Writing out the address of the root node ia atomic since we are on a disk sector boundary, and this is the very first thing in the file. The disk-hardware guarantees that single-sector writes are atomic. 

The above case is atomic in the single-object sense because the changes are made and comitted, creating a new version of the tree. If things fail, the tree wont be created and you are back to the previous version. We havent explicitly built in any abort-handling though, replying on the python exceptions to do this for us. Another process will NEVER see a mix of writes: the root address will either be the old value or the new one. 

Our very own in memory process, will, however, reflect the partial changes we made, so a proper transaction manager should kill the "thread" of execution. But we havent talked about a process model yet, and will come to this the next time. Today we'll assume we have different processes (so that we dont have to worry about the GIL in thinking about any of this).
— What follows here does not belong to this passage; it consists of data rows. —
//! Console overview printed after a run.
//!
//! Lines are built first and printed afterwards, so the layout can be tested
//! without capturing stdout. Styling comes from the `console` crate and is
//! dropped automatically when stdout is not a terminal.

use console::style;

use crate::config::BrainConfig;
use crate::runner::RunOutcome;

/// Saved paths, then (unless `quiet`) the full overview.
pub fn overview_lines(outcome: &RunOutcome, config: &BrainConfig, quiet: bool) -> Vec<String> {
    let summary = &outcome.analysis.summary;
    let scan = &outcome.analysis.scan;
    let written = &outcome.written;

    let mut lines = vec![
        format!("🧠 Saved: {}", config.relative(&written.frontend_memory)),
        format!("🌳 Saved: {}", config.relative(&written.structure_json)),
        format!("🗺️  Saved: {}", config.relative(&written.structure_txt)),
    ];
    if quiet {
        return lines;
    }

    lines.push(String::new());
    lines.push("======================================".to_string());
    lines.push(style("           PROJECT OVERVIEW           ").bold().to_string());
    lines.push("======================================".to_string());
    lines.extend(outcome.tree_lines.iter().cloned());
    lines.push(format!(
        "\nScan: {} → {}  ({} ms)",
        scan.started_iso, scan.ended_iso, scan.duration_ms
    ));

    let t = &summary.ts_totals;
    lines.push(section("TypeScript Hygiene"));
    lines.push(format!("Score: {}/100", score_style(summary.ts_hygiene_score)));
    lines.push(format!(
        "any:{}  @ts-ignore:{}  @ts-expect-error:{}  !!:{}",
        t.any_count, t.ts_ignore_count, t.ts_expect_error_count, t.non_null_assertion_count
    ));
    lines.push(format!(
        "as const:{}  satisfies:{}  interfaces:{}  types:{}",
        t.as_const_count, t.satisfies_count, t.interface_count, t.type_alias_count
    ));

    let sfc = &summary.vue_sfc;
    lines.push(section("Vue SFC Typing"));
    lines.push(format!(
        "script setup lang=ts: {} | defineProps<T>: {} | runtime defineProps: {}",
        sfc.script_setup_ts_count, sfc.define_props_typed_count, sfc.define_props_runtime_count
    ));

    let perf = &summary.perf_presence;
    lines.push(section("Perf Signals (any present?)"));
    lines.push(format!(
        "performance.now:{}  requestIdleCallback:{}  IntersectionObserver:{}  console.time:{}  dynamic import():{}",
        perf.performance_now,
        perf.request_idle_callback,
        perf.intersection_observer,
        perf.console_time,
        perf.dynamic_import
    ));

    if let Some(me) = &summary.self_stats {
        lines.push(section("Brain (self)"));
        lines.push(format!(
            "{}  lines:{}  bytes:{}  maxLine:{}  funcs~:{}  TODO:{}  FIXME:{}",
            me.path,
            me.lines,
            me.bytes,
            me.max_line_len,
            me.function_like_count,
            me.todo_count,
            me.fixme_count
        ));
    }

    if !summary.suggestions.is_empty() {
        lines.push(section("Suggestions"));
        lines.extend(summary.suggestions.iter().map(|s| format!("• {s}")));
    }

    let vuetify = &summary.vuetify;
    lines.push(String::new());
    if vuetify.misconfigured {
        lines.push(
            style(format!(
                "⚠️ Vuetify-like tags detected ({}) but no vuetify plugin found.",
                vuetify.used_tags.join(", ")
            ))
            .yellow()
            .to_string(),
        );
    } else if let Some(plugin) = &vuetify.plugin_path {
        lines.push(
            style(format!("✅ Vuetify plugin detected at {plugin}"))
                .green()
                .to_string(),
        );
    } else {
        lines.push("ℹ️ No Vuetify usage detected - all good.".to_string());
    }

    lines
}

pub fn print_overview(outcome: &RunOutcome, config: &BrainConfig, quiet: bool) {
    for line in overview_lines(outcome, config, quiet) {
        println!("{line}");
    }
}

fn section(title: &str) -> String {
    format!("\n--- {} ---", style(title).cyan())
}

fn score_style(score: u8) -> String {
    match score {
        80..=100 => style(score).green().to_string(),
        50..=79 => style(score).yellow().to_string(),
        _ => style(score).red().to_string(),
    }
}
We also write the new data (the new tree) to disk (and flush) before we update the root address, there is no way to get at them as yet. When the root address is updated, we are guaranteed its data is now on disk. This ensures durability: once the transaction is comitted, its dats are on disk, and until it is comitted, this data is not reachable, indeed only the old data is (even if the new data is eating up pprecious bytes).

But what about isolation?

## Why is isolation important?

It is hard to program without isolation. isolation is what guarantees stability. It is what makes sure that there are no dirty reads and dirty writes.

From designing data intensive applications:

Dirty reads

>One client reads another client’s writes before they have been committed. The read committed isolation level and stronger levels prevent dirty reads.


Dirty writes

>One client overwrites data that another client has written, but not yet committed. Almost all transaction implementations prevent dirty writes.

Clearly, the notions of isolation are really the notions of concurrenvy: these issues will also occut when2 programs access any data, in mempry or in a database. In both cases locks and other ideas must be used to make sure that there is only one mutator at a time, and that an object is not exposed in an inconsistent state.

### Read Committed

No dirty reads and no dirty writes.

Dirty reads means that you can peek into the goings on inside a transaction and get at itermediate values. This could mean you see a value that would be later rolled back.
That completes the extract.